Witam Mietek. Ja osuszyłem lampę( tą gdzie jest zbiornik płynu od spryskiwaczy) Popadał deszcz i reflektor nie zaparował ani trochę. Dziś byłem na myjni Karcher i po jakimś czasie trochę pary zebrało mi się na dole reflektora. Dodam że dekielki z tyłu od żarówek H7 i H1 uszczelniłem sylikonem bezbarwnym. Nie pozostaje mi nic innego jak oddać auto do mechanika żeby lampę zdemontował i dokładnie uszczelnił na całym obwodzie w połączeniu lampa-klosz.
_________________ TOYOTA AVENSIS POCZUCIE NAJWYŻSZEJ JAKOŚCI
Typ: Avensis T25
Silnik: 1.8 16V VVTi benzyna
Rok: 2007
Nadwozie: Sedan
Dołączył: 14 Mar 2011 Posty: 3 Skąd: Warmia i Mazury
Wysłany: 2011-03-24, 20:14
mietek, ja miałem ten sam problem, kupiłem auto z zaparowanym reflektorem, poprzedni właściciel jeździł bez dekielka tylnego za ksenonem, do tego stopnia było nieciekawie że zaparowany reflektor raz świecił innym razem nie. Miałem podstawy by sądzić że przetwornica powoli się chce pożegnać. Zdemontowałem zderzak wyjąłem szkła, z tego bez dekielka wylała się spora ilość wody. Wysłałem do regeneracji do Poznania, dzisiaj przyjechały i powiem że mam dzień w nocy, jest rewelacyjnie. Jutro jadę do serwisu po dekielek i mam nadzieję na nieoglądanie więcej zaparowanych szkieł. Czego i Tobie życzę.

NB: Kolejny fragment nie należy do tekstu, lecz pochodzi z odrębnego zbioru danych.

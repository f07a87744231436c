//! Per-frame iteration strategies
//!
//! One [`IterationStrategy`] is chosen when the session is configured and
//! every frame goes through [`IterationStrategy::encode_frame`]. All four
//! strategies share the same granule machinery ([`Quantizer`],
//! [`calc_xmin`], the reservoir); they differ in how the bit budget of
//! each granule is derived and how the frame's bitrate is picked.

use crate::ath::{Ath, BandFactors};
use crate::bit_allocation::{
    bitpressure_strategy, calc_target_bits, get_framebits, on_pe, reduce_side, vbr_encode_granule,
};
use crate::bit_count::BitCounter;
use crate::config::SessionConfig;
use crate::distortion::{calc_xmin, MaskingParams};
use crate::error::{EncodingError, EncodingResult};
use crate::outer_loop::{ms_convert, Quantizer};
use crate::psymodel::{temporal_decay, PsyFrame};
use crate::reservoir::{BitReservoir, FrameBudget};
use crate::types::{
    BlockType, GranuleInfo, PsyRatio, SideInfo, XrPow, GRANULE_SIZE, MAX_CHANNELS, MAX_GRANULES,
    SFBMAX,
};
use crate::vbr_quantize::vbr_encode_frame;
use log::trace;

/// How the bits of a frame are allocated
#[derive(Debug, Clone, Copy, PartialEq, Eq)]
#[cfg_attr(feature = "diagnostics", derive(serde::Serialize, serde::Deserialize))]
pub enum IterationStrategy {
    /// Constant bitrate, reservoir smoothing between frames
    Cbr,
    /// Average bitrate: targets from the mean, frame size from the result
    Abr,
    /// VBR by binary search over each granule's budget
    VbrOld,
    /// VBR by direct scalefactor search against the masking threshold
    VbrNew,
}

/// What the quantization of one frame settled on
#[derive(Debug, Clone, Copy, Default, PartialEq)]
pub struct FrameOutcome {
    pub bitrate_index: usize,
    pub padding: bool,
    /// Average main data bits per granule of the chosen frame size
    pub mean_bits: i32,
    /// Budget each granule was quantized against
    pub targ_bits: [[i32; MAX_CHANNELS]; MAX_GRANULES],
    /// Bands left above the allowed distortion (100 without noise shaping)
    pub over_count: [[i32; MAX_CHANNELS]; MAX_GRANULES],
    /// No band above the ATH
    pub analog_silence: [[bool; MAX_CHANNELS]; MAX_GRANULES],
}

/// Quantization state owned by one encoder and carried between frames
#[derive(Debug, Clone)]
pub struct LoopState {
    pub quantizer: Quantizer,
    pub reservoir: BitReservoir,
    pub ath: Ath,
    masking: MaskingParams,
}

impl LoopState {
    pub fn new(session: &SessionConfig) -> Self {
        let counter = BitCounter::new(
            session.bands.clone(),
            session.mode_gr,
            session.quality.use_best_huffman,
        );
        let quantizer = Quantizer::new(
            counter,
            session.quality,
            BandFactors::from_nspsytune(session.exp_nspsytune),
            session.is_vbr(),
            session.sfb21_extra,
        );
        let direct = session.strategy == IterationStrategy::VbrNew;
        let masking = MaskingParams {
            masking_lower: 1.0,
            ath_adjusted: direct,
            athaa_fix: direct,
            ath_only: false,
            ath_short: false,
            use_temporal: session.use_temporal,
            decay: temporal_decay(session.sample_rate),
        };
        Self {
            quantizer,
            reservoir: BitReservoir::new(session),
            ath: Ath::new(&session.bands, session.sample_rate, &session.ath),
            masking,
        }
    }

    /// Reset `gi` for the search and compute its allowed distortion with
    /// the masking lowered by `mask_db`. Returns the number of bands
    /// above the ATH.
    fn prepare(&mut self, gi: &mut GranuleInfo, ratio: &PsyRatio, mask_db: f32, xmin: &mut [f32; SFBMAX]) -> usize {
        self.masking.masking_lower = 10f32.powf(0.1 * mask_db);
        self.quantizer.init_outer_loop(gi, &self.ath);
        calc_xmin(&self.ath, self.quantizer.factors(), &self.masking, ratio, gi, xmin)
    }

    /// Final bookkeeping of an accepted granule
    fn finish_one(&mut self, side: &mut SideInfo, gr: usize, ch: usize) {
        let counter = self.quantizer.counter();
        counter.best_scalefac_store(side, gr, ch);
        if counter.use_best_huffman() == 1 {
            counter.best_huffman_divide(&mut side.tt[gr][ch]);
        }
        self.reservoir.adjust(&side.tt[gr][ch]);
    }
}

fn mask_adjust_db(session: &SessionConfig, block_type: BlockType) -> f32 {
    if block_type == BlockType::Short {
        session.tuning.mask_adjust_short
    } else {
        session.tuning.mask_adjust
    }
}

/// Scale granule ceilings down so their sum fits `limit`
fn fit_to_frame(max_bits: &mut [[i32; 2]; 2], total: i32, limit: i32, mode_gr: usize, channels: usize) {
    if total <= limit || total <= 0 {
        return;
    }
    for row in max_bits.iter_mut().take(mode_gr) {
        for bits in row.iter_mut().take(channels) {
            *bits = limit * *bits / total;
        }
    }
}

impl IterationStrategy {
    /// Quantize the frame whose spectra are in `side` (left/right; they
    /// are converted to mid/side here when `psy.mid_side` is set) and
    /// close it in the reservoir.
    ///
    /// `padding` applies to constant bitrate frames only.
    pub fn encode_frame(
        self,
        state: &mut LoopState,
        session: &SessionConfig,
        side: &mut SideInfo,
        psy: &PsyFrame,
        padding: bool,
    ) -> EncodingResult<FrameOutcome> {
        match self {
            IterationStrategy::Cbr => Ok(cbr_frame(state, session, side, psy, padding)),
            IterationStrategy::Abr => abr_frame(state, session, side, psy),
            IterationStrategy::VbrOld => vbr_old_frame(state, session, side, psy),
            IterationStrategy::VbrNew => vbr_new_frame(state, session, side, psy),
        }
    }
}

fn cbr_frame(
    state: &mut LoopState,
    session: &SessionConfig,
    side: &mut SideInfo,
    psy: &PsyFrame,
    padding: bool,
) -> FrameOutcome {
    let budget = state.reservoir.frame_begin(session.frame_bits(session.bitrate_index, padding));
    let mean_bits = budget.mean_bits;
    let substep = session.quality.substep_shaping;
    let mut out = FrameOutcome {
        bitrate_index: session.bitrate_index,
        padding,
        mean_bits,
        ..FrameOutcome::default()
    };

    for gr in 0..session.mode_gr {
        let mut targ = [0i32; 2];
        let pe_budget = on_pe(
            &state.reservoir,
            &psy.pe[gr],
            session.channels,
            &mut targ,
            mean_bits,
            gr != 0,
            substep,
        );
        state.quantizer.set_reservoir_nearly_full(pe_budget.reservoir_nearly_full);

        if psy.mid_side {
            ms_convert(side, gr);
            reduce_side(&mut targ, psy.ms_ener_ratio[gr], mean_bits, pe_budget.max_bits);
        }

        for ch in 0..session.channels {
            let gi = &mut side.tt[gr][ch];
            let mut xmin = [0.0f32; SFBMAX];
            let mut xrpow = XrPow::default();
            state.masking.masking_lower = 10f32.powf(0.1 * mask_adjust_db(session, gi.block_type));
            state.quantizer.init_outer_loop(gi, &state.ath);
            if state.quantizer.init_xrpow(gi, &mut xrpow) {
                let over_ath = calc_xmin(
                    &state.ath,
                    state.quantizer.factors(),
                    &state.masking,
                    &psy.ratio[gr][ch],
                    gi,
                    &mut xmin,
                );
                if over_ath == 0 {
                    targ[ch] = 0;
                    out.analog_silence[gr][ch] = true;
                }
                out.over_count[gr][ch] = state.quantizer.outer_loop(gi, &xmin, &mut xrpow, ch, targ[ch]);
            } else {
                out.analog_silence[gr][ch] = true;
            }
            out.targ_bits[gr][ch] = targ[ch];
            state.finish_one(side, gr, ch);
        }
    }

    state.reservoir.frame_end(side, mean_bits);
    out
}

fn abr_frame(
    state: &mut LoopState,
    session: &SessionConfig,
    side: &mut SideInfo,
    psy: &PsyFrame,
) -> EncodingResult<FrameOutcome> {
    let targets = calc_target_bits(
        session,
        &mut state.reservoir,
        side,
        &psy.pe,
        &psy.ms_ener_ratio,
        psy.mid_side,
        session.quality.substep_shaping,
    );
    let mut out = FrameOutcome::default();

    for gr in 0..session.mode_gr {
        if psy.mid_side {
            ms_convert(side, gr);
        }
        for ch in 0..session.channels {
            let gi = &mut side.tt[gr][ch];
            let mut targ = targets.targ_bits[gr][ch];
            let mut xmin = [0.0f32; SFBMAX];
            let mut xrpow = XrPow::default();
            state.masking.masking_lower = 10f32.powf(0.1 * mask_adjust_db(session, gi.block_type));
            state.quantizer.init_outer_loop(gi, &state.ath);
            if state.quantizer.init_xrpow(gi, &mut xrpow) {
                let over_ath = calc_xmin(
                    &state.ath,
                    state.quantizer.factors(),
                    &state.masking,
                    &psy.ratio[gr][ch],
                    gi,
                    &mut xmin,
                );
                if over_ath == 0 {
                    targ = targets.analog_silence_bits;
                    out.analog_silence[gr][ch] = true;
                }
                out.over_count[gr][ch] = state.quantizer.outer_loop(gi, &xmin, &mut xrpow, ch, targ);
            } else {
                out.analog_silence[gr][ch] = true;
            }
            out.targ_bits[gr][ch] = targ;
            state.finish_one(side, gr, ch);
        }
    }

    // smallest frame that brings the reservoir back to non-negative
    let mut chosen: Option<(usize, FrameBudget)> = None;
    for index in session.vbr_min_index..=session.vbr_max_index {
        let budget = state.reservoir.frame_begin(session.frame_bits(index, false));
        if budget.full_frame_bits >= 0 {
            chosen = Some((index, budget));
            break;
        }
    }
    let (index, budget) = chosen.ok_or_else(|| {
        EncodingError::BitstreamError(format!(
            "ABR frame overdrew the reservoir by {} bits",
            -state.reservoir.reservoir_size()
        ))
    })?;

    state.reservoir.frame_end(side, budget.mean_bits);
    out.bitrate_index = index;
    out.mean_bits = budget.mean_bits;
    Ok(out)
}

/// First bitrate index a VBR frame tries; silent frames may drop below
/// the configured minimum unless it is enforced
fn lowest_index(session: &SessionConfig, analog_silence: bool) -> usize {
    if analog_silence && !session.vbr_hard_min {
        1
    } else {
        session.vbr_min_index
    }
}
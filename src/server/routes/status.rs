//! Status endpoints.

use std::sync::Arc;

use axum::{extract::State, Json};
use serde::Serialize;
use serde_json::{json, Value};

use crate::server::state::AppState;

#[derive(Debug, Serialize)]
pub struct StatusResponse {
    pub message: &'static str,
    pub online: usize,
}

/// GET / - Liveness and current online count
pub async fn get_status(State(state): State<Arc<AppState>>) -> Json<StatusResponse> {
    Json(StatusResponse {
        message: "Anonymous chat backend is running",
        online: state.online(),
    })
}

/// GET /test - Static payload kept for older frontends
pub async fn get_test() -> Json<Value> {
    Json(json!({
        "backend": "✅ Running",
        "database": "❌ Not Used",
        "database_url": null,
        "database_name": null,
        "connection_status": "N/A",
        "collections": [],
    }))
}
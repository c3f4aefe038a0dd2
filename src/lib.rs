//! chatrelay - anonymous real-time chat relay
//!
//! Every text message a client sends over `/ws` is relayed to all connected
//! clients, together with system notices when someone joins or leaves.

pub mod config;
pub mod error;
pub mod relay;
pub mod server;
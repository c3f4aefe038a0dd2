//! Shared application state for the HTTP server.

use std::sync::Arc;

use crate::relay::{Broadcaster, Registry};

/// Application state shared across all handlers.
#[derive(Debug, Clone)]
pub struct AppState {
    /// Broadcast engine over the process-wide registry.
    pub relay: Broadcaster,
}

impl AppState {
    /// Creates state around an existing registry.
    pub fn new(registry: Arc<Registry>) -> Self {
        Self {
            relay: Broadcaster::new(registry),
        }
    }

    /// Number of connected clients.
    pub fn online(&self) -> usize {
        self.relay.online()
    }
}

impl Default for AppState {
    fn default() -> Self {
        Self::new(Arc::new(Registry::new()))
    }
}
//! HTTP server module for the WebSocket room and status endpoints.

pub mod routes;
pub mod state;
pub mod ws;

use crate::config::Config;
use crate::error::ServerError;
use crate::server::routes::status;
use crate::server::state::AppState;
use crate::server::ws::ws_handler;

use axum::{routing::get, Router};
use std::future::Future;
use std::sync::Arc;
use tokio::net::TcpListener;
use tower_http::cors::{Any, CorsLayer};
use tower_http::trace::TraceLayer;

/// Builds the application router.
pub fn router(state: Arc<AppState>) -> Router {
    // Any frontend may connect
    let cors = CorsLayer::new()
        .allow_origin(Any)
        .allow_methods(Any)
        .allow_headers(Any);

    Router::new()
        .route("/", get(status::get_status))
        .route("/test", get(status::get_test))
        // WebSocket
        .route("/ws", get(ws_handler))
        .layer(cors)
        .layer(TraceLayer::new_for_http())
        .with_state(state)
}

/// Serves the router on an already bound listener until `shutdown` resolves.
pub async fn serve<F>(
    listener: TcpListener,
    state: Arc<AppState>,
    shutdown: F,
) -> Result<(), ServerError>
where
    F: Future<Output = ()> + Send + 'static,
{
    axum::serve(listener, router(state))
        .with_graceful_shutdown(shutdown)
        .await
        .map_err(ServerError::Serve)
}

/// Binds the configured address and runs until Ctrl+C.
pub async fn run(config: Config) -> Result<(), ServerError> {
    let addr = config.addr();
    let listener = TcpListener::bind(addr)
        .await
        .map_err(|source| ServerError::Bind { addr, source })?;
    tracing::info!("HTTP server listening on http://{}", addr);

    serve(listener, Arc::new(AppState::default()), shutdown_signal()).await?;

    tracing::info!("HTTP server stopped");
    Ok(())
}

async fn shutdown_signal() {
    if let Err(e) = tokio::signal::ctrl_c().await {
        tracing::error!(?e, "Failed to listen for Ctrl+C");
        std::future::pending::<()>().await;
    }
    tracing::info!("Shutdown signal received");
}
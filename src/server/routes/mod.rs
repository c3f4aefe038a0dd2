//! Route handlers module.

pub mod status;
//! End-to-end tests over a real socket.

use std::sync::Arc;
use std::time::Duration;

use chatrelay::server::{self, state::AppState};
use futures::{SinkExt, StreamExt};
use serde_json::{json, Value};
use tokio::net::{TcpListener, TcpStream};
use tokio_tungstenite::{connect_async, tungstenite::Message, MaybeTlsStream, WebSocketStream};

type Client = WebSocketStream<MaybeTlsStream<TcpStream>>;

const WAIT: Duration = Duration::from_secs(5);

async fn start_server() -> (String, Arc<AppState>) {
    let listener = TcpListener::bind("127.0.0.1:0").await.unwrap();
    let addr = listener.local_addr().unwrap();
    let state = Arc::new(AppState::default());
    tokio::spawn(server::serve(
        listener,
        Arc::clone(&state),
        std::future::pending(),
    ));
    (format!("ws://{addr}/ws"), state)
}

async fn connect(url: &str) -> Client {
    let (client, _) = connect_async(url).await.unwrap();
    client
}

async fn next_json(client: &mut Client) -> Value {
    loop {
        let msg = tokio::time::timeout(WAIT, client.next())
            .await
            .expect("timed out waiting for a frame")
            .expect("stream ended")
            .expect("read failed");
        if let Message::Text(text) = msg {
            return serde_json::from_str(&text).unwrap();
        }
    }
}

async fn send_text(client: &mut Client, text: &str) {
    let frame = json!({"type": "message", "text": text}).to_string();
    client.send(Message::Text(frame)).await.unwrap();
}

async fn wait_for_online(state: &AppState, expected: usize) {
    tokio::time::timeout(WAIT, async {
        while state.online() != expected {
            tokio::time::sleep(Duration::from_millis(10)).await;
        }
    })
    .await
    .expect("online count never settled");
}

#[tokio::test]
async fn test_join_relay_and_leave() {
    let (url, state) = start_server().await;

    let mut a = connect(&url).await;
    assert_eq!(
        next_json(&mut a).await,
        json!({"type": "system", "text": "Someone joined the chat.", "online": 1})
    );

    let mut b = connect(&url).await;
    let joined = json!({"type": "system", "text": "Someone joined the chat.", "online": 2});
    assert_eq!(next_json(&mut a).await, joined);
    assert_eq!(next_json(&mut b).await, joined);

    // The blank message is dropped, so the next frame either side sees is "hello".
    send_text(&mut a, "   ").await;
    send_text(&mut a, "hello").await;
    let hello = json!({"type": "message", "text": "hello"});
    assert_eq!(next_json(&mut b).await, hello);
    assert_eq!(next_json(&mut a).await, hello);

    a.close(None).await.unwrap();
    assert_eq!(
        next_json(&mut b).await,
        json!({"type": "system", "text": "Someone left the chat.", "online": 1})
    );
    assert_eq!(state.online(), 1);

    b.close(None).await.unwrap();
    wait_for_online(&state, 0).await;
}

#[tokio::test]
async fn test_abrupt_drop_reports_lost_connection() {
    let (url, state) = start_server().await;

    let mut a = connect(&url).await;
    next_json(&mut a).await;
    let mut b = connect(&url).await;
    next_json(&mut a).await;
    next_json(&mut b).await;

    drop(a);

    assert_eq!(
        next_json(&mut b).await,
        json!({"type": "system", "text": "A connection was lost.", "online": 1})
    );
    wait_for_online(&state, 1).await;
}
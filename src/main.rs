//! chatrelay - anonymous real-time chat relay

use chatrelay::config::Config;

#[tokio::main]
async fn main() -> Result<(), Box<dyn std::error::Error>> {
    // Initialize logging
    tracing_subscriber::fmt()
        .with_env_filter(
            tracing_subscriber::EnvFilter::try_from_default_env().unwrap_or_else(|_| {
                tracing_subscriber::EnvFilter::new("chatrelay=info,tower_http=info")
            }),
        )
        .init();

    let config = Config::from_env()?;
    tracing::info!(host = %config.host, port = config.port, "Starting chat relay");

    chatrelay::server::run(config).await?;
    Ok(())
}
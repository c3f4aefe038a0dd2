//! Broadcast engine.
//!
//! Fans a message out to every registered connection and keeps the
//! registry accurate: a connection whose send fails is evicted once the
//! whole fan-out has been attempted.

use std::sync::Arc;

use crate::relay::message::{decode_inbound, Outbound};
use crate::relay::registry::{Connection, ConnectionId, Frame, Registry, Removal};

/// How a session ended.
#[derive(Debug, Clone, Copy, PartialEq, Eq)]
pub enum DisconnectReason {
    /// The client closed the connection cleanly.
    Closed,
    /// The transport failed while reading or writing.
    Lost,
}

/// Proof of membership handed out by [`Broadcaster::connect`].
///
/// Not `Clone`: [`Broadcaster::disconnect`] consumes it, so a session can
/// only leave once.
#[derive(Debug)]
#[must_use = "a member must be passed to `disconnect` when its session ends"]
pub struct Member {
    id: ConnectionId,
}

impl Member {
    #[cfg(test)]
    pub(crate) fn id(&self) -> ConnectionId {
        self.id
    }
}

/// Result of one fan-out.
#[derive(Debug, Default, Clone, Copy, PartialEq, Eq)]
pub struct BroadcastReport {
    /// Members in the snapshot.
    pub attempted: usize,
    /// Members the frame was queued for.
    pub delivered: usize,
    /// Members removed from the registry because their send failed.
    pub evicted: usize,
}

/// Delivers messages to all live connections.
#[derive(Debug, Clone)]
pub struct Broadcaster {
    registry: Arc<Registry>,
}

impl Broadcaster {
    pub fn new(registry: Arc<Registry>) -> Self {
        Self { registry }
    }

    #[cfg(test)]
    pub(crate) fn registry(&self) -> &Arc<Registry> {
        &self.registry
    }

    /// Current number of live connections.
    pub fn online(&self) -> usize {
        self.registry.count()
    }

    /// Sends `message` to every connection live at the time of the call.
    ///
    /// Never fails: connections that cannot be written to are removed
    /// from the registry after every member has been attempted.
    pub fn broadcast(&self, message: &Outbound) -> BroadcastReport {
        match message.to_frame() {
            Ok(frame) => self.broadcast_frame(Arc::from(frame)),
            Err(e) => {
                tracing::error!(?e, "Failed to serialize broadcast message");
                BroadcastReport::default()
            }
        }
    }

    fn broadcast_frame(&self, frame: Frame) -> BroadcastReport {
        let snapshot = self.registry.snapshot();

        // Phase 1: attempt every member, collecting failures.
        let failed: Vec<ConnectionId> = snapshot
            .iter()
            .filter_map(|conn| conn.send(Arc::clone(&frame)).err())
            .map(|e| {
                tracing::debug!(error = %e, "Send failed, evicting connection");
                e.connection()
            })
            .collect();

        // Phase 2: evict.
        let evicted = if failed.is_empty() {
            0
        } else {
            self.registry.remove_all(&failed)
        };
        if evicted > 0 {
            tracing::warn!(
                evicted,
                online = self.registry.count(),
                "Evicted broken connections"
            );
        }

        BroadcastReport {
            attempted: snapshot.len(),
            delivered: snapshot.len() - failed.len(),
            evicted,
        }
    }

    /// Registers a new connection and announces it to everyone, the new
    /// connection included.
    pub fn connect(&self, conn: Connection) -> Member {
        let id = conn.id();
        let online = self.registry.add(conn);
        tracing::info!(connection = %id, online, "Connection joined");

        self.broadcast(&Outbound::joined(online));
        Member { id }
    }

    /// Removes the member and, if anyone is left, tells them.
    ///
    /// The member may already have been evicted by a failed broadcast;
    /// the remaining members are notified either way.
    pub fn disconnect(&self, member: Member, reason: DisconnectReason) {
        let removal = self.registry.remove(member.id);
        let online = removal.remaining();
        tracing::info!(
            connection = %member.id,
            online,
            ?reason,
            evicted = matches!(removal, Removal::Absent { .. }),
            "Connection left"
        );

        if online == 0 {
            return;
        }
        let notice = match reason {
            DisconnectReason::Closed => Outbound::left(online),
            DisconnectReason::Lost => Outbound::lost(online),
        };
        self.broadcast(&notice);
    }

    /// Decodes a client frame and relays it to everyone.
    ///
    /// Returns `None` when the frame was dropped (malformed or blank).
    pub fn relay(&self, frame: &str) -> Option<BroadcastReport> {
        let Some(text) = decode_inbound(frame) else {
            tracing::debug!(len = frame.len(), "Ignoring inbound frame without text");
            return None;
        };
        Some(self.broadcast(&Outbound::message(text)))
    }
}
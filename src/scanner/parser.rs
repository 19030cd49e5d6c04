//! Turns the scanner's XML stdout into a [`ScanReport`]

use super::diagnostics::Diagnostics;
use super::report::{
    HostReport, HostStatus, Hostname, PortEntry, ProtocolInfo, ScanReport, ScanRun, ScanStats,
    Uptime,
};
use super::xml::Element;
use crate::GatherError;
use log::{debug, warn};

/// Parse `output` into the normalized record.
///
/// When the output is not a well-formed tree the error message carries the
/// error diagnostics if there are any, otherwise the raw output.
pub fn parse_nmap_xml(
    host: &str,
    output: &str,
    diagnostics: &Diagnostics,
) -> crate::Result<ScanReport> {
    let root = Element::parse(output).map_err(|reason| {
        debug!("scan output for {} did not parse: {}", host, reason);
        let errors = diagnostics.errors_text();
        GatherError::ScanParse {
            host: host.to_string(),
            message: if errors.is_empty() {
                output.to_string()
            } else {
                errors
            },
        }
    })?;

    let mut run = ScanRun {
        full_command_line: root.attr_or_empty("args"),
        scan_stats: scan_stats(&root),
        ..Default::default()
    };

    if diagnostics.has_errors() {
        run.scan_information.errors = Some(diagnostics.errors_text());
    }
    if diagnostics.warnings().next().is_some() {
        run.scan_information.warnings = Some(diagnostics.warnings_text());
    }
    for info in root.find_all("scaninfo") {
        run.scan_information.protocols.insert(
            info.attr_or_empty("protocol"),
            ProtocolInfo {
                method: info.attr_or_empty("type"),
                services: info.attr_or_empty("services"),
            },
        );
    }

    for attempted in root.find_all("host") {
        match host_report(attempted) {
            Some((key, report)) => {
                run.hosts.insert(key, report);
            }
            None => warn!("skipping a host entry without any address in scan of {}", host),
        }
    }

    Ok(ScanReport { nmap_scan: run })
}

fn scan_stats(root: &Element) -> ScanStats {
    let finished = root.find("runstats/finished");
    let hosts = root.find("runstats/hosts");
    let from = |element: Option<&Element>, key: &str| {
        element.map(|e| e.attr_or_empty(key)).unwrap_or_default()
    };

    ScanStats {
        time_string: from(finished, "timestr"),
        elapsed: from(finished, "elapsed"),
        hosts_up: from(hosts, "up"),
        down_hosts: from(hosts, "down"),
        total_hosts_scanned: from(hosts, "total"),
    }
}

/// Build one host entry and pick its key: IPv4 first, else the first address
fn host_report(attempted: &Element) -> Option<(String, HostReport)> {
    let mut report = HostReport::default();
    let mut key = None;

    for address in attempted.find_all("address") {
        let kind = address.attr_or_empty("addrtype");
        let addr = address.attr_or_empty("addr");
        if kind == "ipv4" {
            key = Some(addr.clone());
        } else if kind == "mac" {
            if let Some(vendor) = address.attr("vendor") {
                report.vendors.insert(addr.clone(), vendor.to_string());
            }
        }
        report.addresses.insert(kind, addr);
    }

    let key = match key {
        Some(key) => key,
        None => attempted.find("address")?.attr_or_empty("addr"),
    };

    let hostnames = attempted.find_all("hostnames/hostname");
    report.hostnames = if hostnames.is_empty() {
        vec![Hostname::placeholder()]
    } else {
        hostnames
            .into_iter()
            .map(|h| Hostname {
                hostname: h.attr("name").map(str::to_string),
                host_type: h.attr("type").map(str::to_string),
            })
            .collect()
    };

    // the last element wins when the scanner repeats one
    for status in attempted.find_all("status") {
        report.status = Some(HostStatus {
            state: status.attr_or_empty("state"),
            reason: status.attr_or_empty("reason"),
        });
    }
    for uptime in attempted.find_all("uptime") {
        report.uptime = Some(Uptime {
            seconds: uptime.attr_or_empty("seconds"),
            lastboot: uptime.attr_or_empty("lastboot"),
        });
    }

    for port in attempted.find_all("ports/port") {
        report
            .protocols
            .entry(port.attr_or_empty("protocol"))
            .or_default()
            .push(port_entry(port));
    }

    Some((key, report))
}

fn port_entry(port: &Element) -> PortEntry {
    let mut entry = PortEntry {
        port: port.attr_or_empty("portid"),
        ..Default::default()
    };

    if let Some(state) = port.find("state") {
        entry.state = state.attr_or_empty("state");
        entry.reason = state.attr_or_empty("reason");
    }

    for service in port.find_all("service") {
        entry.name = service.attr_or_empty("name");
        let copy_if_set = |key: &str, field: &mut String| {
            if let Some(value) = service.attr(key).filter(|v| !v.is_empty()) {
                *field = value.to_string();
            }
        };
        copy_if_set("product", &mut entry.product);
        copy_if_set("version", &mut entry.version);
        copy_if_set("extrainfo", &mut entry.extrainfo);
        copy_if_set("conf", &mut entry.conf);

        for cpe in service.find_all("cpe") {
            entry.cpe = cpe.text.clone();
        }
    }

    entry
}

witam! ja poradzilem sobie z parowaniem lamp w prosty,tani i skuteczny sposob ! musialem cos z tym zrobic poniewaz zaczely sie komplikacje z xenonami !!! kupilem sobie w sklepie buty i wpadlem na pomysl zeby ten granulat w woreczku co w nich byl od pochlaniania wilgoci poprostu umiescic gdzies w lampie i co ? juz po trzech dniach lampy przestaly parowac i do dzis mam spokoj a po butach ani sladu kto ten pomysl przetestuje niech wyrazi swoja opinie pozdrawiam!
jak kupujesz nowe buty to masz tam taka mala szaszetke z granulatem one pochlaniaja wilgoc , jest to tez w kapslach od tabletek mulsujacych ale to sie nie nadaje i to wystarczy wlozyc do lampy jak mocno paryje to dwa takie woreczki , a po butach ani sladu chodzilo o to ze juz sie zuzyly na moich nogach a lampa nadal nie paruje czyli ta szaszetka jest bardzo wydajna
Ja bym raczej zaproponował demontaż lampy i przyjrzenie się jej obudowie lampy a nie nieuszczelnianie na siłę bo to właśnie może powodować jej zaparowanie.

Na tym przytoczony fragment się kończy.